As high profile breaches continue to attract headlines, businesses are becoming all too aware of their vulnerability to the increasingly complex cyber-threat landscape.  Hackers are growing in sophistication and employees remain the weakest link in any organisation's security armoury.  Indeed, a member of staff accidentally clicking on a malicious URL or opening a spoof attachment is all it takes to lead to an enterprise-wide data breach. 

The financial implications of a cyber-attack can be severe and the cost of a data breach is continuing to rise year-on-year.  The 2014 Ponemon Institute Cost of a Data Breach study found the average cost of a data breach to be £2.3 million; a 15 percent increase on the previous year.  A dented share price, lost customer revenue and potential fines from the ICO for those that failed in their duty to adequately protect consumer data, can have serious consequences for organisations. 

Cyber-insurance – also referred to as cyber-liability insurance cover (CLIC) – has been available for many years but, thanks to the rise in heavily publicised breach incidents, it is gaining renewed interest from European insurers, which sense an untapped market.  Indeed, a recent Government report highlighted the lack of cyber-insurance among large UK firms and urged companies to consider purchasing insurance as a way to help manage the escalating threat posed by cyber-crime.  The report found that around 98 percent lacked any insurance against the financial implications of a cyber-incident, despite the fact that 81 percent had suffered a security breach in the last 12 months.  

Cyber-insurance policies are designed to cover the far reaching costs associated with a data breach, which range from notifying customers, staff and the public, to instructing a thorough forensic investigation into the attack.  As with any insurance policy, the cost is heavily dependent on perceived risk which, with breach incidents commonplace today, is generally high.  However, unlike with typical insurance policies, organisations are unlikely to have the expertise to conduct anything nearing comprehensive self-assessment and arguably neither do the majority of insurers. Hacking incidents can be incredibly stealthy, protracted and almost impossible to spot until it's too late. 

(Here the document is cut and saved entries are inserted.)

use std::cell::RefCell;
use std::rc::Rc;

use events_cc::store::Read;
use events_cc::{Block, BlockEvent, Error, EventSender, Peer, PeerConfig, TxEvent};

fn setup() -> (Peer<EventSender>, Rc<RefCell<Vec<BlockEvent>>>) {
    let mut peer: Peer<EventSender> = Peer::new(PeerConfig::default(), EventSender);
    let res = peer.instantiate(["init"]).unwrap();
    assert!(res.is_committed());
    assert!(res.event.is_none());

    let seen = Rc::new(RefCell::new(vec![]));
    let sink = seen.clone();
    peer.events()
        .register_chaincode_event("events_cc", "^evtsender", move |event| {
            sink.borrow_mut().push(event.clone())
        })
        .unwrap();
    (peer, seen)
}

fn count(peer: &mut Peer<EventSender>) -> Vec<u8> {
    let res = peer.query(["invoke", "query"]).unwrap();
    assert!(res.is_ok());
    res.payload
}

#[test]
fn invocations_emit_numbered_events() {
    let (mut peer, seen) = setup();
    assert_eq!(count(&mut peer), b"0");

    for suffix in ["a", "b", "c"] {
        let res = peer.invoke(["invoke", "invoke", suffix]).unwrap();
        assert!(res.is_committed());
        assert!(res.response.payload.is_empty());
    }
    assert_eq!(count(&mut peer), b"3");

    let seen = seen.borrow();
    let payloads: Vec<_> = seen
        .iter()
        .map(|e| String::from_utf8(e.event.payload.clone()).unwrap())
        .collect();
    assert_eq!(payloads, vec!["Event 0a", "Event 1b", "Event 2c"]);
    assert!(seen.iter().all(|e| e.event.event_name == "evtsenderinvoke"));
    assert!(seen.iter().all(|e| e.event.chaincode_id == "events_cc"));

    let blocks: Vec<_> = seen.iter().map(|e| e.block_number).collect();
    assert_eq!(blocks, vec![1, 2, 3]);
}

#[test]
fn event_carries_committing_tx() {
    let (mut peer, seen) = setup();
    let res = peer.invoke(["invoke", "invoke", "-x"]).unwrap();

    let seen = seen.borrow();
    assert_eq!(seen.len(), 1);
    assert_eq!(seen[0].event.tx_id, res.tx_id);
    assert_eq!(Some(&seen[0].event), res.event.as_ref());
}

#[test]
fn clear_resets_counter() {
    let (mut peer, seen) = setup();
    peer.invoke(["invoke", "invoke", ""]).unwrap();
    peer.invoke(["invoke", "invoke", ""]).unwrap();

    let res = peer.invoke(["invoke", "clear"]).unwrap();
    assert!(res.is_committed());
    assert!(res.event.is_none());
    assert_eq!(count(&mut peer), b"0");

    peer.invoke(["invoke", "invoke", "!"]).unwrap();
    let last = seen.borrow().last().cloned().unwrap();
    assert_eq!(last.event.payload, b"Event 0!");
}

#[test]
fn query_does_not_commit() {
    let (mut peer, seen) = setup();
    let height = peer.height();

    // a query running the invoke handler still gets thrown away
    let res = peer.query(["invoke", "invoke", "q"]).unwrap();
    assert!(res.is_ok());
    assert_eq!(peer.height(), height);
    assert!(seen.borrow().is_empty());
    assert_eq!(count(&mut peer), b"0");
}

#[test]
fn rejected_invocations() {
    let (mut peer, seen) = setup();
    let height = peer.height();

    let cases: [&[&str]; 4] = [
        &["query"],
        &["invoke", "bogus"],
        &["invoke", "invoke"],
        &["invoke", "invoke", "a", "b"],
    ];
    for args in cases {
        let res = peer.invoke(args.iter().copied()).unwrap();
        assert!(!res.is_committed(), "{:?} should be rejected", args);
        assert_eq!(res.response.status, 500);
    }

    assert_eq!(peer.height(), height);
    assert!(seen.borrow().is_empty());
    assert_eq!(peer.state().get(b"numEvents").unwrap(), Some(b"0".to_vec()));
}

#[test]
fn listener_filters_other_chaincodes() {
    let config = PeerConfig::new().chaincode_id("renamed_cc");
    let mut peer: Peer<EventSender> = Peer::new(config, EventSender);
    peer.instantiate(["init"]).unwrap();

    let seen = Rc::new(RefCell::new(0));
    let sink = seen.clone();
    peer.events()
        .register_chaincode_event("events_cc", ".*", move |_| *sink.borrow_mut() += 1)
        .unwrap();

    let res = peer.invoke(["invoke", "invoke", "z"]).unwrap();
    assert_eq!(res.event.unwrap().chaincode_id, "renamed_cc");
    assert_eq!(*seen.borrow(), 0);
}

#[test]
fn must_instantiate_first() {
    let mut peer: Peer<EventSender> = Peer::new(PeerConfig::default(), EventSender);
    assert!(matches!(
        peer.invoke(["invoke", "invoke", "a"]),
        Err(Error::NotInstantiated)
    ));
}

#[test]
fn ledger_queries() {
    let (mut peer, _) = setup();
    let committed = peer.invoke(["invoke", "invoke", "a"]).unwrap();
    let rejected = peer.invoke(["invoke", "bogus"]).unwrap();
    peer.query(["invoke", "query"]).unwrap();

    assert_eq!(peer.height(), 2);
    let block = peer.block_by_tx_id(&committed.tx_id).unwrap();
    assert_eq!(block.number, 1);
    assert_eq!(block.events().next(), committed.event.as_ref());

    let tx = peer.transaction(&committed.tx_id).unwrap();
    assert_eq!(tx.args, vec!["invoke", "invoke", "a"]);
    assert_eq!(tx.event.as_ref().unwrap().payload, b"Event 0a");

    let genesis = peer.block(0).unwrap();
    assert_eq!(genesis.transactions[0].args, vec!["init"]);
    assert!(genesis.events().next().is_none());

    assert!(peer.block(2).is_none());
    assert!(peer.block_by_tx_id(&rejected.tx_id).is_none());
    assert!(peer.transaction(&rejected.tx_id).is_none());
    assert!(peer.transaction("unknown").is_none());

    let info = peer.info();
    assert_eq!(info.height, 2);
    assert_eq!(info.current_block_hash, peer.block(1).unwrap().hash);
    assert_eq!(info.previous_block_hash, peer.block(0).unwrap().hash);
}

#[test]
fn tx_and_block_listeners() {
    let (mut peer, _) = setup();

    let blocks: Rc<RefCell<Vec<Block>>> = Rc::new(RefCell::new(vec![]));
    let sink = blocks.clone();
    peer.events()
        .register_block_event(move |block| sink.borrow_mut().push(block.clone()));

    let first = peer.invoke(["invoke", "invoke", "a"]).unwrap();
    peer.invoke(["invoke", "clear"]).unwrap();
    assert_eq!(blocks.borrow().len(), 2);
    assert_eq!(blocks.borrow()[0].transactions[0].tx_id, first.tx_id);

    // tx ids are only known after submission, so a listener for an already
    // committed tx never fires
    let txs: Rc<RefCell<Vec<TxEvent>>> = Rc::new(RefCell::new(vec![]));
    let sink = txs.clone();
    peer.events()
        .register_tx_event(&first.tx_id, move |event| sink.borrow_mut().push(event.clone()));
    peer.invoke(["invoke", "invoke", "b"]).unwrap();
    assert!(txs.borrow().is_empty());
    assert_eq!(peer.events().listener_count(), 3);
}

Cyber-insurers claim to cushion the blow of an attack by protecting against the financial repercussions that follow a breach.  However, there are a number of considerations for firms to consider before purchasing a cyber-insurance policy.  For instance, will it cover an incident if an insurer deems it could have been identified and curtailed sooner?  Will it provide good value for money in the event that a claim is accepted?  As cyber-insurance is still in its infancy, it may be some time before any meaningful insight can be gleaned from the claims history of policy holders. 

The significant challenge facing organisations – and inevitably cyber-insurers – today is the prevalence of zero-day exploits and continued emergence of vulnerabilities such as the now infamous Heartbleed and Shellshock flaws.  The average firm is unlikely to have the in-house cyber-expertise available to accurately gauge its risk profile, given the rapidly changing threat landscape.  Equally, insurance policy documents are often lengthy and complex, which may lead to crucial preventative measures or policies being overlooked, thus voiding the intended cover. 

Organisations considering purchasing cyber-insurance must ensure that all policy documents are thoroughly interrogated, to guarantee that total cover is made available in the event of an attack.  Businesses are also wise to ensure that the security of their corporate network is comprehensively reviewed on an ongoing basis.  Preventative measures should be a priority and incident response and crisis management plans must be in place.  Ensuring an efficient response to a breach and containment of the damage has been proven effective in reducing the resulting costs of a breach.  Defences must be designed to detect and hunt down hackers who have infiltrated the network before they get too far up the kill chain to cause irreparable damage. 

As with all insurance policies, it is vitally important for both policy holder – and provider – to know precisely where they stand.  Due to the complexities of IT security, achieving clarity on cyber-insurance policies is going to be a growing challenge.